February 1 marked World Hijab Day, an annual expression of solidarity with "millions of Muslim women who choose to wear the hijab and live a life of modesty." Less than two weeks earlier, on January 20, a Women's March was held -- with rallies across the United States -- to re-enact the protests of the previous year against the election of President Donald Trump.
Bizarrely, Western feminists devoting their energy to supporting the right of Muslim women to wear the Islamic headscarf and highlighting the "MeToo" and "Time's Up" movements against sexual harassment, have been ignoring the genuine plight of their counterparts in the Islamic Republic of Iran and elsewhere in the Middle East, Asia and the Indian Subcontinent.

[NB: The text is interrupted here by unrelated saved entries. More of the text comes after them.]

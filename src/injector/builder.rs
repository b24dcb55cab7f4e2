//! Injector assembly.

use std::sync::Arc;

use super::{Core, Injector, ResolutionContext};
use crate::aop::Compiler;
use crate::binding::BindingTarget;
use crate::key::UNSPECIFIED;
use crate::observer::{DiObserver, Observers};
use crate::reflect::annotation::{AnnotationReader, CachedReader, DeclaredReader};
use crate::reflect::ClassRegistry;
use crate::{Config, Configure, DiError, DiResult, InjectorOptions, Module, Value};

enum ConfigOp {
    Param { class: String, name: String, value: Value },
    ParamAt { class: String, position: usize, value: Value },
    Setter { class: String, method: String, values: Vec<Value> },
}

/// Collects modules, parameter overrides, observers and options, then
/// builds an [`Injector`].
///
/// Modules are installed into a root module in the order given, so the
/// first module binding a key wins.
///
/// # Examples
///
/// ```rust
/// use std::sync::Arc;
/// use ferrous_weave::{
///     ClassDescriptor, ClassRegistry, Configure, Constructor, DiResult, InjectionLog, Injector, InjectorOptions, Module,
/// };
///
/// #[derive(Default)]
/// struct MemoryCache;
///
/// struct CacheModule;
///
/// impl Configure for CacheModule {
///     fn configure(self, module: &mut Module) -> DiResult<()> {
///         module.bind("Cache").to("MemoryCache");
///         Ok(())
///     }
/// }
///
/// let registry = Arc::new(
///     ClassRegistry::new()
///         .with(ClassDescriptor::interface("Cache"))
///         .with(ClassDescriptor::concrete("MemoryCache").implements("Cache").constructor(Constructor::default_of::<MemoryCache>())),
/// );
/// let log = Arc::new(InjectionLog::new());
///
/// let injector = Injector::builder(registry)
///     .install(CacheModule).unwrap()
///     .observer(log.clone())
///     .options(InjectorOptions::default().with_max_depth(16))
///     .build()
///     .unwrap();
///
/// injector.get_instance("Cache").unwrap();
/// assert_eq!(log.lines(), vec!["class:MemoryCache"]);
/// assert_eq!(injector.module().installed_modules(), ["CacheModule"]);
/// ```
pub struct InjectorBuilder {
    registry: Arc<ClassRegistry>,
    module: Module,
    reader: Option<Arc<dyn AnnotationReader>>,
    ops: Vec<ConfigOp>,
    observers: Observers,
    options: InjectorOptions,
}

impl InjectorBuilder {
    pub(crate) fn new(registry: Arc<ClassRegistry>) -> Self {
        Self {
            module: Module::named(Arc::clone(&registry), "Root"),
            registry,
            reader: None,
            ops: Vec::new(),
            observers: Observers::default(),
            options: InjectorOptions::default(),
        }
    }

    pub(crate) fn from_module(registry: Arc<ClassRegistry>, module: Module) -> Self {
        Self {
            module,
            ..Self::new(registry)
        }
    }

    /// Installs `module`; bindings already present keep priority.
    pub fn module(mut self, module: Module) -> Self {
        self.module.install(module);
        self
    }

    /// Builds a module from `config` and installs it.
    pub fn install<C: Configure>(mut self, config: C) -> DiResult<Self> {
        self.module.install_with(config)?;
        Ok(self)
    }

    /// Overrides constructor parameter `name` of `class`.
    pub fn param(mut self, class: impl Into<String>, name: impl Into<String>, value: impl Into<Value>) -> Self {
        self.ops.push(ConfigOp::Param {
            class: class.into(),
            name: name.into(),
            value: value.into(),
        });
        self
    }

    /// Overrides the constructor parameter of `class` at `position`.
    pub fn param_at(mut self, class: impl Into<String>, position: usize, value: impl Into<Value>) -> Self {
        self.ops.push(ConfigOp::ParamAt {
            class: class.into(),
            position,
            value: value.into(),
        });
        self
    }

    /// Calls `method` with `values` on every new `class` instance, in place
    /// of any injection of the same method.
    pub fn setter(mut self, class: impl Into<String>, method: impl Into<String>, values: Vec<Value>) -> Self {
        self.ops.push(ConfigOp::Setter {
            class: class.into(),
            method: method.into(),
            values,
        });
        self
    }

    /// Annotation source; defaults to declared annotations behind a cache.
    pub fn reader<R: AnnotationReader + 'static>(mut self, reader: R) -> Self {
        self.reader = Some(Arc::new(reader));
        self
    }

    pub fn observer(mut self, observer: Arc<dyn DiObserver>) -> Self {
        self.observers.add(observer);
        self
    }

    pub fn options(mut self, options: InjectorOptions) -> Self {
        self.options = options;
        self
    }

    /// Root module as assembled so far.
    pub fn root(&self) -> &Module {
        &self.module
    }

    /// Builds the injector and resolves every requested injection.
    ///
    /// Fails with `Circular` when unnamed bindings chain back to a type
    /// already on the chain.
    pub fn build(self) -> DiResult<Injector> {
        check_binding_cycles(&self.module)?;

        let reader = self
            .reader
            .unwrap_or_else(|| Arc::new(CachedReader::new(DeclaredReader)));
        let mut config = Config::new(Arc::clone(&self.registry), reader);
        for op in self.ops {
            match op {
                ConfigOp::Param { class, name, value } => config.set_param(&class, name, value),
                ConfigOp::ParamAt { class, position, value } => config.set_param_at(&class, position, value),
                ConfigOp::Setter { class, method, values } => config.set_setter(&class, method, values),
            };
        }

        let requested = self.module.requested.clone();
        let injector = Injector::from_core(Core {
            compiler: Compiler::new(self.options.class_dir.clone()),
            registry: self.registry,
            module: self.module,
            config,
            observers: self.observers,
            options: self.options,
        });
        for type_name in &requested {
            let mut cx = ResolutionContext::new(injector.core.options.max_depth);
            injector.resolve(type_name, &mut cx)?;
        }
        tracing::debug!(
            module = injector.core.module.name(),
            bindings = injector.core.module.bindings.len(),
            pointcuts = injector.core.module.pointcuts().len(),
            requested = requested.len(),
            "injector built"
        );
        Ok(injector)
    }
}

/// Follows unnamed `to` bindings through abstract targets looking for a
/// type that leads back to itself.
fn check_binding_cycles(module: &Module) -> DiResult<()> {
    let next = |type_name: &str| -> Option<&str> {
        match module.bindings.target(type_name, UNSPECIFIED)? {
            BindingTarget::Class(class) => Some(class.as_str()),
            _ => None,
        }
    };
    let is_abstract = |type_name: &str| {
        module
            .registry
            .find(type_name)
            .map_or(false, |c| c.is_abstract())
    };

    for start in module.bindings.keys().filter(|k| !k.is_named()) {
        let mut path = vec![start.type_name().to_string()];
        let mut current = start.type_name();
        while let Some(target) = next(current) {
            if !is_abstract(target) {
                break;
            }
            if path.iter().any(|t| t == target) {
                path.push(target.to_string());
                return Err(DiError::Circular(path));
            }
            path.push(target.to_string());
            current = target;
        }
    }
    Ok(())
}

#[cfg(test)]
mod tests {
    use super::*;
    use crate::reflect::ClassDescriptor;

    fn registry() -> Arc<ClassRegistry> {
        Arc::new(
            ClassRegistry::new()
                .with(ClassDescriptor::interface("A"))
                .with(ClassDescriptor::interface("B"))
                .with(ClassDescriptor::interface("C")),
        )
    }

    #[test]
    fn interface_rebinding_loop_is_rejected() {
        let registry = registry();
        let mut module = Module::new(Arc::clone(&registry));
        module.bind("A").to("B");
        module.bind("B").to("C");
        module.bind("C").to("A");
        let err = check_binding_cycles(&module).unwrap_err();
        assert!(matches!(err, DiError::Circular(path) if path == ["A", "B", "C", "A"]));
    }

    #[test]
    fn chain_ending_in_unregistered_type_is_accepted() {
        let registry = registry();
        let mut module = Module::new(Arc::clone(&registry));
        module.bind("A").to("B");
        module.bind("B").to("Concrete");
        assert!(check_binding_cycles(&module).is_ok());
    }

    #[test]
    fn first_module_wins() {
        let registry = registry();
        let mut first = Module::new(Arc::clone(&registry));
        first.bind("A").to("B");
        let mut second = Module::new(Arc::clone(&registry));
        second.bind("A").to("C");
        let builder = InjectorBuilder::new(registry).module(first).module(second);
        assert_eq!(
            builder.root().bindings().get("A", UNSPECIFIED).and_then(|b| b.target.as_ref()).map(|t| t.to_string()),
            Some("to:B".to_string())
        );
    }
}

Vida Movahed, for instance, age 31, publicly removed her hijab and placed it on a stick in the streets of Tehran. For this act of freedom-seeking defiance, she was arrested and sent to prison.

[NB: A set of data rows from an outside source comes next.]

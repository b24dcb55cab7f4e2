//! Per-class method -> interceptor mapping.

use std::collections::BTreeMap;
use std::fmt;
use std::sync::Arc;

use sha2::{Digest, Sha256};

use super::{MethodInterceptor, Pointcut};
use crate::matcher::MatchContext;
use crate::reflect::ClassDescriptor;
use crate::{Annotation, DiResult};

/// Interceptors bound to the methods of one class.
///
/// Contributions of several pointcuts to the same method concatenate in
/// pointcut order, so the first registered interceptor wraps the others.
///
/// # Examples
///
/// ```rust
/// use std::sync::Arc;
/// use ferrous_weave::{Bind, FnInterceptor, MethodInterceptor};
///
/// let a: Arc<dyn MethodInterceptor> = Arc::new(FnInterceptor::new("A", |inv| inv.proceed()));
/// let b: Arc<dyn MethodInterceptor> = Arc::new(FnInterceptor::new("B", |inv| inv.proceed()));
///
/// let mut bind = Bind::new();
/// bind.bind_interceptors("save", vec![a], None);
/// bind.bind_interceptors("save", vec![b], None);
///
/// assert!(bind.has_binding());
/// assert_eq!(bind.interceptors("save").map(|c| c.len()), Some(2));
/// assert!(bind.interceptors("load").is_none());
/// assert_eq!(bind.to_string(), "save => A,B");
/// ```
#[derive(Clone, Default)]
pub struct Bind {
    methods: BTreeMap<String, Vec<Arc<dyn MethodInterceptor>>>,
    annotations: BTreeMap<String, Annotation>,
}

impl Bind {
    pub fn new() -> Self {
        Self::default()
    }

    /// Collects the interceptors of every pointcut matching `class`.
    ///
    /// Annotation-binding method matchers select the annotated public
    /// methods and record the triggering annotation; other method matchers
    /// are evaluated against each public method. Mutating methods only run
    /// while an object is being built and are never woven.
    pub fn bind(
        &mut self,
        class: &ClassDescriptor,
        pointcuts: &[Pointcut],
        cx: &MatchContext<'_>,
    ) -> DiResult<&mut Self> {
        for pointcut in pointcuts {
            if !pointcut.class_matcher().matches_class(class, cx)? {
                continue;
            }
            let method_matcher = pointcut.method_matcher();
            if method_matcher.is_annotation_binding() {
                for matched in method_matcher.annotated_methods(class, cx) {
                    if class.find_method(&matched.method).map_or(true, |m| m.is_mutating()) {
                        continue;
                    }
                    self.bind_interceptors(
                        &matched.method,
                        pointcut.interceptors().to_vec(),
                        Some(matched.annotation),
                    );
                }
                continue;
            }
            for method in class.public_methods().filter(|m| !m.is_mutating()) {
                if method_matcher.matches_method(class, method, cx)? {
                    self.bind_interceptors(method.name(), pointcut.interceptors().to_vec(), None);
                }
            }
        }
        Ok(self)
    }

    /// Appends interceptors to `method`.
    pub fn bind_interceptors(
        &mut self,
        method: &str,
        interceptors: Vec<Arc<dyn MethodInterceptor>>,
        annotation: Option<Annotation>,
    ) {
        self.methods
            .entry(method.to_string())
            .or_default()
            .extend(interceptors);
        if let Some(annotation) = annotation {
            self.annotations.insert(method.to_string(), annotation);
        }
    }

    pub fn has_binding(&self) -> bool {
        !self.methods.is_empty()
    }

    /// Interceptors bound to `method`, or `None` when the call should go
    /// straight to the method body.
    pub fn interceptors(&self, method: &str) -> Option<&[Arc<dyn MethodInterceptor>]> {
        self.methods
            .get(method)
            .filter(|chain| !chain.is_empty())
            .map(Vec::as_slice)
    }

    pub fn annotation(&self, method: &str) -> Option<&Annotation> {
        self.annotations.get(method)
    }

    /// Bound method names in sorted order.
    pub fn methods(&self) -> impl Iterator<Item = &str> {
        self.methods.keys().map(String::as_str)
    }

    pub(crate) fn interceptor_names(&self, method: &str) -> Vec<String> {
        self.methods
            .get(method)
            .map(|chain| chain.iter().map(|i| i.name().to_string()).collect())
            .unwrap_or_default()
    }

    /// Content hash of the rendering, triggering annotations included;
    /// equal binds hash equally.
    pub fn hash(&self) -> String {
        let digest = Sha256::digest(self.to_string().as_bytes());
        hex::encode(digest)[..32].to_string()
    }
}

impl fmt::Display for Bind {
    fn fmt(&self, f: &mut fmt::Formatter<'_>) -> fmt::Result {
        let entries: Vec<String> = self
            .methods
            .keys()
            .map(|method| {
                let chain = self.interceptor_names(method).join(",");
                match self.annotations.get(method) {
                    Some(annotation) => format!("{} {} => {}", method, annotation, chain),
                    None => format!("{} => {}", method, chain),
                }
            })
            .collect();
        f.write_str(&entries.join(","))
    }
}

impl fmt::Debug for Bind {
    fn fmt(&self, f: &mut fmt::Formatter<'_>) -> fmt::Result {
        let methods: BTreeMap<&str, Vec<String>> = self
            .methods
            .keys()
            .map(|m| (m.as_str(), self.interceptor_names(m)))
            .collect();
        f.debug_struct("Bind")
            .field("methods", &methods)
            .field("annotations", &self.annotations)
            .finish()
    }
}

The courage of women such as Movahed -- who, alongside men, was protesting the ayatollah-led regime -- emboldened other women in Iran to discard their hijabs and demand their rights as women and as individuals.
To Muslim women fighting to get rid of shackles in countries such as Saudi Arabia -- where a video of an 11-year-old girl dancing led to an "immorality" investigation and an arrest -- or Iran, the veil represents slavery. At the same time, the supine British Foreign Office was trying to sell the hijab as a symbol of "Liberation", "Respect" and "Security".
One wonders whether the move was aimed to please Saudi Crown Prince on his upcoming UK tour or if the British Foreign Office actually believes that Western women who do not wear a hijab feel insecure or oppressed.
It is jarring that Western feminists have been unable to join in this historic women's-rights struggle, which is taking place in countries with no democratic values, and not in the United States, where everyone is at liberty to protest the government.
No one in the Women's March called out the Iranian government for imprisoning, torturing and murdering women trying to break free of their shackles. Instead, they chanted "Me Too" and "Time's Up," as they paraded with activists such as Palestinian-American Linda Sarsour, who calls for jihad and apparently also denigrated one of her employees who was a victim of sexual assault in the workplace. "She [Sarsour] called me a liar because 'Something like this didn't happen to women who looked like me'... She told me I'd never work in NYC ever again for as long as she lived," according to the victim, Asmi Fathelbab.
How can anyone demand an end to the sexual abuse of American women at the hands of powerful men, while holding up Sarsour -- who, by advocating sharia law, promotes the suppression of women -- as a paragon of women's rights?
This is not the first time that Western feminists have ignored the plight of women living under autocratic regimes.
In 2017, a Turkish woman, Asena Melisa Saglam was attacked by a man on a bus for wearing shorts during Ramadan. The incident triggered protests in the streets of Istanbul on behalf of a woman's right to dress as she pleases. Turkish women were waving signs with slogans such as, "Don't Mess with my outfit," "We will not obey, be silenced, be afraid," and "We will win through resistance." They were also displaying shorts on hangers.
These women -- who are trapped in despotic Middle Eastern dictatorships, who face possible prosecution and having their lives ruined -- were given no attention by the same women marchers in the U.S. Evidently, feminists in the West were too busy wearing hijabs in solidarity with Sarsour and other promoters of Islamic law (sharia), which advises husbands to beat their wives and that in court, a woman's testimony is worth half a man's testimony; that daughters can receive only half the inheritance of a son, and that if a woman is raped, she will need four male Muslim witnesses, supposedly at the scene, to prove that she was not committing adultery.
It is not exactly as if any woman in America was ever attacked on a bus for wearing or not wearing a headscarf.
The multiculturalism that leads people in the West to look the other way when women in the Middle East are forced to wear hijabs has gotten so out of hand that it completely overlooks the lack of women's rights in Muslim-majority countries, as well as in many Muslim-majority neighborhoods of Western countries.
Occasionally, lip service is paid to the plight of such women, such as when filmmaker Sharmeen Obaid Chinoy won her second Oscar in 2016 for her documentary, "A Girl in the River - The Price of Forgiveness," about honor killings in Pakistan. As soon as the ceremonies were over, however, the subjugation of women in the Middle East once again gets forgotten by Western feminists.
Today, Iranian women are literally fighting to live free in countrywide protests that the regime in Tehran is trying to quash. It is the oppression of these women that needs to be protested. It is time for everyone in the West to join them in calling out the religious fascism that keeps them in chains.
Khadija Khan is a Pakistani journalist and commentator, currently based in Germany.